One, who paralyzed you from within just by being present in the same room. One, who you craved to be closer to, to stare into his eyes and feel the world go silent around you, floating in a vacuum of space-time, just the two of you alone in the entire world. One, who haunted your dreams and the edges of your sanity, flirting with your mind in imagined conversations, sending you spiraling into the borders of hysteria over manic excitement of his being. Yet never being able to find the courage to speak to him in the moments he was around you, save some stolen words from an alternate reality. One, who you wanted to feel against your skin, whose past and present you desperately wanted intertwined with your own, and yet so unattainable that it made your insides ache to think of him. One, who you feared could break you into a million pieces if he ever knew how intensely you wanted his arms around you. One, who could probably not ever be with you because he was already with someone else.

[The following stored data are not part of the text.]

//! HTTP handlers and the router that serves them.
//!
//! Handlers stay thin: validate, hand the blocking work to
//! `spawn_blocking`, and translate the result into a response body or an
//! RFC 9457 problem.

use axum::{
    extract::{
        rejection::{JsonRejection, PathRejection},
        Path, State,
    },
    http::Method,
    response::{IntoResponse, Response},
    routing::{get, post},
    Extension, Json, Router,
};
use tower_http::cors::{Any, CorsLayer};
use tracing::{error, info, warn};

use fuelroute_lib::{plan_fuel_stops, Error as LibError, PlanResult, Route, StationId};

use crate::metrics::{
    metrics_handler, record_catalog_size, record_plan_computed, record_plan_failed,
    record_plan_stops,
};
use crate::middleware::{MetricsLayer, RequestId, REQUEST_ID_HEADER};
use crate::{
    from_lib_error, health_live, health_ready, AppState, AppStateError, OptimizeRouteRequest,
    OptimizeRouteResponse, ProblemDetails, ReloadResponse, ServiceResponse, StationView, Validate,
};

/// Build the service router over `state`.
pub fn app(state: AppState) -> Router {
    let cors = CorsLayer::new()
        .allow_origin(Any)
        .allow_methods([Method::GET, Method::POST])
        .allow_headers(Any)
        .expose_headers([REQUEST_ID_HEADER]);

    Router::new()
        .route("/api/v1/optimize-route", post(optimize_route))
        .route("/api/v1/stations/{id}", get(station_details))
        .route("/api/v1/catalog/reload", post(reload_catalog))
        .route("/metrics", get(metrics_handler))
        .route("/health/live", get(health_live))
        .route("/health/ready", get(health_ready))
        .layer(cors)
        .layer(MetricsLayer)
        .with_state(state)
}

fn request_id(extension: Option<Extension<RequestId>>) -> String {
    extension
        .map(|Extension(id)| id)
        .unwrap_or_else(RequestId::generate)
        .0
}

/// Metric label for a failed plan.
fn failure_reason(error: &LibError) -> &'static str {
    match error {
        LibError::InvalidInput { .. } => "validation_error",
        LibError::GeocodeFailure { .. } => "geocode",
        LibError::RoutingFailure { .. } => "no_route",
        LibError::UnreachableDestination { .. } => "unreachable",
        LibError::EmptyCatalog { .. } => "no_stations",
        LibError::Http(_) | LibError::Io(_) => "upstream",
        _ => "internal_error",
    }
}

/// Handle `POST /api/v1/optimize-route`.
///
/// Geocodes both ends, fetches the driving route, then plans fuel stops
/// against the catalog snapshot taken when the request arrived.
pub async fn optimize_route(
    State(state): State<AppState>,
    request_id_ext: Option<Extension<RequestId>>,
    payload: Result<Json<OptimizeRouteRequest>, JsonRejection>,
) -> Response {
    let request_id = request_id(request_id_ext);

    let request = match payload {
        Ok(Json(request)) => request,
        Err(rejection) => {
            record_plan_failed("validation_error");
            return ProblemDetails::bad_request(rejection.body_text(), &request_id)
                .into_response();
        }
    };
    if let Err(problem) = request.validate(&request_id) {
        record_plan_failed("validation_error");
        return (*problem).into_response();
    }

    let vehicle = request.vehicle(&state.vehicle());
    info!(
        start = %request.start,
        end = %request.end,
        max_range = vehicle.max_range_miles,
        miles_per_gallon = vehicle.miles_per_gallon,
        "handling optimize-route request"
    );

    let catalog = state.catalog();
    let geocoder = state.geocoder();
    let directions = state.directions();
    let joined = tokio::task::spawn_blocking(move || -> fuelroute_lib::Result<(Route, PlanResult)> {
        let origin = geocoder.geocode(&request.start)?;
        let destination = geocoder.geocode(&request.end)?;
        let route = directions.route(origin, destination)?;
        let plan = plan_fuel_stops(&route, &catalog, &vehicle)?;
        Ok((route, plan))
    })
    .await;

    let (route, plan) = match joined {
        Ok(Ok(outcome)) => outcome,
        Ok(Err(e)) => {
            record_plan_failed(failure_reason(&e));
            let problem = from_lib_error(&e, &request_id);
            if problem.status >= 500 {
                error!(error = %e, "fuel planning failed");
            } else {
                warn!(error = %e, "fuel planning rejected");
            }
            return problem.into_response();
        }
        Err(e) => {
            record_plan_failed("internal_error");
            error!(error = %e, "planning task did not complete");
            return ProblemDetails::internal_error("Planning task failed", &request_id)
                .into_response();
        }
    };

    record_plan_computed(plan.is_direct());
    record_plan_stops(plan.stops.len(), plan.total_distance);
    info!(
        stops = plan.stops.len(),
        total_distance = plan.total_distance,
        total_fuel_cost = plan.total_fuel_cost,
        "fuel plan computed"
    );

    ServiceResponse::new(OptimizeRouteResponse::new(&route, &plan)).into_response()
}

Two, who was a distant friend of years, though never too close until suddenly, you find yourself having late night conversations, flirting in the realness of now and enjoying the attention. A warm, strong and sensitive man, slowly yet surely playing on your need for comfort and security. Two, who promised to cook you dinner, and rub your shoulders when you became a little too tense. Two, who expressed his desire to get closer, for intimacy. Two, who you trusted, and considered who wanted you for more than just sex, who you thought could be more than just a sexual fling, who you felt might have been more than just a friend, two, with whom you subconsciously thought you could spend nights in bed with, spend days cooking with, and weeks and months falling with. Two, who might possibly have been something or everything, turned out to be nothing in the circumstances that unfolded, on a spontaneous night two awkward lovers went separate ways.
And now, you, stuck between the pain of forbidden desire and the pang of regretful longing, stood still thinking about what could be and what could have been. In a swirling vortex of confusion and strange surrealism, you stand dissociated from them both, nursing a quiet flame under each of their names, a quiet shame that should always be kept secret; for though neither flame will ever catch fire and set ablaze the entirety of your existence, though in their own ways each flame was of special significance, it is clear that it’s not ethical to be in love with two brothers at the same time…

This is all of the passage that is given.